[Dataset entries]
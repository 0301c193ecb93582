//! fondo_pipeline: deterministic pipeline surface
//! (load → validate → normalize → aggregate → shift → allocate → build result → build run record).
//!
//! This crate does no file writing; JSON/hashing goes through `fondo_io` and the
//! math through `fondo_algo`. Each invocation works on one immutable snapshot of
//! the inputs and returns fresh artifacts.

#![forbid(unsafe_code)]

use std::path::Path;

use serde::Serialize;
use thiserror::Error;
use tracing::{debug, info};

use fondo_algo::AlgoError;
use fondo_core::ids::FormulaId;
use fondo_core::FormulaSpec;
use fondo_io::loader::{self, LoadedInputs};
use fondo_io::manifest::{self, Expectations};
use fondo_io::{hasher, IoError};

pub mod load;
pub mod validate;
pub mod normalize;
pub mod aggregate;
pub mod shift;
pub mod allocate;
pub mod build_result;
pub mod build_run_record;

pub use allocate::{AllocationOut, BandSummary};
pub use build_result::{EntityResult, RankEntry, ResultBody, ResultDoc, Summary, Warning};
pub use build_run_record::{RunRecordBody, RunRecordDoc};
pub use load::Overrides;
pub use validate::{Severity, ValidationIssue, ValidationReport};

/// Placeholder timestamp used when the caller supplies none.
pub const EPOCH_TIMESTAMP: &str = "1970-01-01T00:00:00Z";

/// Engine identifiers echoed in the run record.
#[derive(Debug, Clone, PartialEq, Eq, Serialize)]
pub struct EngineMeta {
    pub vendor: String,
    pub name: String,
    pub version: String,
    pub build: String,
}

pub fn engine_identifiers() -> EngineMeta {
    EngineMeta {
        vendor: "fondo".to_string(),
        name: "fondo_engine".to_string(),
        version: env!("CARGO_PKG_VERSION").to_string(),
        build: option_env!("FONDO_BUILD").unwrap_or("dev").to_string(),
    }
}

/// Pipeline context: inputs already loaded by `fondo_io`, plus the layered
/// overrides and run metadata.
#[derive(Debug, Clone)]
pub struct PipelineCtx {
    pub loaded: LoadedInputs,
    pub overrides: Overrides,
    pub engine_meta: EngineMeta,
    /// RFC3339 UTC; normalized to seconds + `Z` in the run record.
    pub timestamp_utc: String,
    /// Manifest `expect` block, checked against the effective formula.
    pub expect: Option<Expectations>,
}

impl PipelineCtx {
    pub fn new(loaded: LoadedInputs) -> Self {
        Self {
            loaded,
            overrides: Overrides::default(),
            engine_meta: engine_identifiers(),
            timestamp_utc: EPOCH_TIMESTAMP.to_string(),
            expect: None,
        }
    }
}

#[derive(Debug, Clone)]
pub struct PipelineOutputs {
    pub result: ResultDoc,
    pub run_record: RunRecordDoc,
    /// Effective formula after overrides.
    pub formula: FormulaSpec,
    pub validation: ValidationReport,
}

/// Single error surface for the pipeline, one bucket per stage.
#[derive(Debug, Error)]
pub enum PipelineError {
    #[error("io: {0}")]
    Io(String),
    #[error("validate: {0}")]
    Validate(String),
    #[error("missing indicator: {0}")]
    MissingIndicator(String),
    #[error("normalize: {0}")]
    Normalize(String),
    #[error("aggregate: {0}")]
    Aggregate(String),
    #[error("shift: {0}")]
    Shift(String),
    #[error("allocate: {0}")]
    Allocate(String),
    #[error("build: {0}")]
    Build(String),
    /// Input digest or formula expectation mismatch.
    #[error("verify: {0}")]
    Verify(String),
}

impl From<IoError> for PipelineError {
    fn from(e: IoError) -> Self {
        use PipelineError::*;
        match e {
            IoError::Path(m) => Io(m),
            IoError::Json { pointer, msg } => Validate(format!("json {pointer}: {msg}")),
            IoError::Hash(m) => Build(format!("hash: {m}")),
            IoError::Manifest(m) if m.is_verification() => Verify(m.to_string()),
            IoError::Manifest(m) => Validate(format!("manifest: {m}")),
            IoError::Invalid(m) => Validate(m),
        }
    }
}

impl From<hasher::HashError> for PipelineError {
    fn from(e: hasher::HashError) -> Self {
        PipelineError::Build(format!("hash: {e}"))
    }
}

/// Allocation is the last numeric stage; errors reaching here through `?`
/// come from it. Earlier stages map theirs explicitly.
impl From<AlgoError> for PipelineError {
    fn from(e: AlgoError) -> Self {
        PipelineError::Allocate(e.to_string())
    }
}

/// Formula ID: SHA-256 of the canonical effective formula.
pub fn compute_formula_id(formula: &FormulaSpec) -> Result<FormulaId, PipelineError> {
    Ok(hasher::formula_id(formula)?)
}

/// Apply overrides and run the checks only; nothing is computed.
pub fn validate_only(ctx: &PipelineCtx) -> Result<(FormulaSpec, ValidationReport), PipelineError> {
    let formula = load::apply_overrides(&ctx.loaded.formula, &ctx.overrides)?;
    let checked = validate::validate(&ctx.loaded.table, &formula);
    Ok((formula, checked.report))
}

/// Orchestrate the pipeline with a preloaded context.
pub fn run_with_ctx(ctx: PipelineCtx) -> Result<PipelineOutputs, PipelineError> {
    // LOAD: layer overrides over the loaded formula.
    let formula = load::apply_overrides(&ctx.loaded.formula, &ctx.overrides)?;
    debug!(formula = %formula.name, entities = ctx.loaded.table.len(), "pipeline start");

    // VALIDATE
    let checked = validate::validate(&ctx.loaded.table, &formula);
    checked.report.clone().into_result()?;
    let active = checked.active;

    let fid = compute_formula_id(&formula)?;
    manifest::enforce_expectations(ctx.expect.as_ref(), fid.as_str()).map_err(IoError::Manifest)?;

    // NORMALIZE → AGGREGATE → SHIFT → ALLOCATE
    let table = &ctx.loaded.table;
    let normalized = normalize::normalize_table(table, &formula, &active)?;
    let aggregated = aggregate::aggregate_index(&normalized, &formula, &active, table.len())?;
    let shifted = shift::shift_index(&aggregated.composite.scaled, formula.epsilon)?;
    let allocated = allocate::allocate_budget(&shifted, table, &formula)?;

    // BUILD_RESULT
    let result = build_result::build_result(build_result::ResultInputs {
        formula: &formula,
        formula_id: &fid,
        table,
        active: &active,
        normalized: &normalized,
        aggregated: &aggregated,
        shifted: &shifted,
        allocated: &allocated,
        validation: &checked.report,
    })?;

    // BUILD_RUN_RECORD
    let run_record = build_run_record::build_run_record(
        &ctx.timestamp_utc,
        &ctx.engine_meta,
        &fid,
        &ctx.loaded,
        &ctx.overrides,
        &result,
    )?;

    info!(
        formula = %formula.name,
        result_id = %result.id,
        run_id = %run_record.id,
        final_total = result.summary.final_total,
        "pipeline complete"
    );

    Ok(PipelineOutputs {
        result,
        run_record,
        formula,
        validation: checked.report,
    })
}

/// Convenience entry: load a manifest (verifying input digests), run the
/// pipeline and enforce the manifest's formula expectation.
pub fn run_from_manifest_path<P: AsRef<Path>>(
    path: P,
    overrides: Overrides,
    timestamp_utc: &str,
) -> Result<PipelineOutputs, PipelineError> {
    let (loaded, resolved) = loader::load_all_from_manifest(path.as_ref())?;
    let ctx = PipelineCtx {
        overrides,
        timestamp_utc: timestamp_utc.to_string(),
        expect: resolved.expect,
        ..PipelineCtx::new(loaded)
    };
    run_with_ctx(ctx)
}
...
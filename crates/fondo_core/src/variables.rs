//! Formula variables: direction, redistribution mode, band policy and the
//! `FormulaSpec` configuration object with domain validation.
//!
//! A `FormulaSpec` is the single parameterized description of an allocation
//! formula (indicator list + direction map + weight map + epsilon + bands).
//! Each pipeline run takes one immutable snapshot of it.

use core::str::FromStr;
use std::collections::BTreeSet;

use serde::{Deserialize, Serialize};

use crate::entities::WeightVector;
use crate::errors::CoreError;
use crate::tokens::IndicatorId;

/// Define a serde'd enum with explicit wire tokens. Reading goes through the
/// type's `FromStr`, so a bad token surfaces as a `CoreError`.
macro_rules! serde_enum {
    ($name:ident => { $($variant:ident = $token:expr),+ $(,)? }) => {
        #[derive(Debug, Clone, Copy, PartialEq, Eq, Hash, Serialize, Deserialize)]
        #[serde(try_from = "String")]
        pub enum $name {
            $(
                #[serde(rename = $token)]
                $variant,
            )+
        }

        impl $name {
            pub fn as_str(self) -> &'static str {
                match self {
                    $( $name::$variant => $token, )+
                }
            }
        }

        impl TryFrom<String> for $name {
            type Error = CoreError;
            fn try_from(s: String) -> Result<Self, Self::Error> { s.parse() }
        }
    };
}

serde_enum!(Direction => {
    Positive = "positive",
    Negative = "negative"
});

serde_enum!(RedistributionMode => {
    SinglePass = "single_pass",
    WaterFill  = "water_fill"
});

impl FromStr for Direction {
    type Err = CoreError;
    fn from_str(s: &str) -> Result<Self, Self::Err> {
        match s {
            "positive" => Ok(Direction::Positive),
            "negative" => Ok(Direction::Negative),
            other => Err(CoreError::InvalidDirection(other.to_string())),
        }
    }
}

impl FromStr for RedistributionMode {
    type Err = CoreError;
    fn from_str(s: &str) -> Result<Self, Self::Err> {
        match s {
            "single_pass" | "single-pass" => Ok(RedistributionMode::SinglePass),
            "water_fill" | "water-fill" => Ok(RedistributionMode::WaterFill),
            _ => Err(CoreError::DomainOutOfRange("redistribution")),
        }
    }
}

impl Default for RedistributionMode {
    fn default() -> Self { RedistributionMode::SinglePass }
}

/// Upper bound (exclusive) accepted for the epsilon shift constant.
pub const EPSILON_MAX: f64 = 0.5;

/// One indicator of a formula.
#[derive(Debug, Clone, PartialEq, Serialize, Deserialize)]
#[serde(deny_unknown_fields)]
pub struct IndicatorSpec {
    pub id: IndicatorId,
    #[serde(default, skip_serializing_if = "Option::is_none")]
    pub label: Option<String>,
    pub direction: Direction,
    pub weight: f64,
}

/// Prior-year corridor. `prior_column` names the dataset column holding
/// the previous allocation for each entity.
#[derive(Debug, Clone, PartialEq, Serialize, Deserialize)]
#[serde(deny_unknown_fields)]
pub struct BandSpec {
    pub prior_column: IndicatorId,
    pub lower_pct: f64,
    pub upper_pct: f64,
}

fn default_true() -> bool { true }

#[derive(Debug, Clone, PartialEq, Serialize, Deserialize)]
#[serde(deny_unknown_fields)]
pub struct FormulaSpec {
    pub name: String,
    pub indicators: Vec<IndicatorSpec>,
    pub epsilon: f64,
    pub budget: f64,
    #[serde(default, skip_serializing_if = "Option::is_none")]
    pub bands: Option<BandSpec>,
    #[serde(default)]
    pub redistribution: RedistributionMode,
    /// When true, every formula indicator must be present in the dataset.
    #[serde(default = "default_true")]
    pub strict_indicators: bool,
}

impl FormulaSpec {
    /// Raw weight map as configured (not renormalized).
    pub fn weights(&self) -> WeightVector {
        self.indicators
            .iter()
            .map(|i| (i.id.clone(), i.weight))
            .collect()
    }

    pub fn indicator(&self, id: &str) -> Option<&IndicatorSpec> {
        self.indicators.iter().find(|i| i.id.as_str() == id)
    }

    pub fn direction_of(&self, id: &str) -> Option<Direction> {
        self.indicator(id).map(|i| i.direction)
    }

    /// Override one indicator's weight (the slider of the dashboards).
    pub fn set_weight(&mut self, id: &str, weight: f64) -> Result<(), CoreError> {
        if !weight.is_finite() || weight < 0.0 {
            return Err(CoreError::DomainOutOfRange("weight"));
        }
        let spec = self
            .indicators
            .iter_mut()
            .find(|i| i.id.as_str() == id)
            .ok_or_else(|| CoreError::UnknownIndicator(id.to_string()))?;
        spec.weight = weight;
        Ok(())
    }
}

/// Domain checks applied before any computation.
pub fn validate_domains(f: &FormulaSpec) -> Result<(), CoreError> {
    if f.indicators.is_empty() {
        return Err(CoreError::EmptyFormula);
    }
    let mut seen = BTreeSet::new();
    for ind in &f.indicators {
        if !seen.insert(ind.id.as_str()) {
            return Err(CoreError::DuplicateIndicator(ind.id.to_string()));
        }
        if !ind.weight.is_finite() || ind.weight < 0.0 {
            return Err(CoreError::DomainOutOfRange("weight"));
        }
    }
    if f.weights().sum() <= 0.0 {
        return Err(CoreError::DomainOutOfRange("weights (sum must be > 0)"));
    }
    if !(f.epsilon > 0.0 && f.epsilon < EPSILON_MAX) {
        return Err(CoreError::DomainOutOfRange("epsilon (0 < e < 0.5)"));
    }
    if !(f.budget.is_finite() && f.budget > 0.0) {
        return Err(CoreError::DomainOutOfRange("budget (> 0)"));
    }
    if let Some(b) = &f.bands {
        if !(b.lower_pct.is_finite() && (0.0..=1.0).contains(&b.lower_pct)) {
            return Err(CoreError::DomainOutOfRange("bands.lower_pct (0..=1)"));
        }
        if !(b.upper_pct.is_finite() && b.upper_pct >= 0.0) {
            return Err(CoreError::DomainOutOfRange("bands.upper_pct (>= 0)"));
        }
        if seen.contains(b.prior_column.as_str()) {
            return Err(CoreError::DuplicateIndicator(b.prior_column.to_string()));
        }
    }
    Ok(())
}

**Exercise details:**
Wherever the string "AlgoError" occurs in the data, copy the line that holds it.

**Result of the task:**
use fondo_algo::AlgoError;
impl From<AlgoError> for PipelineError {
    fn from(e: AlgoError) -> Self {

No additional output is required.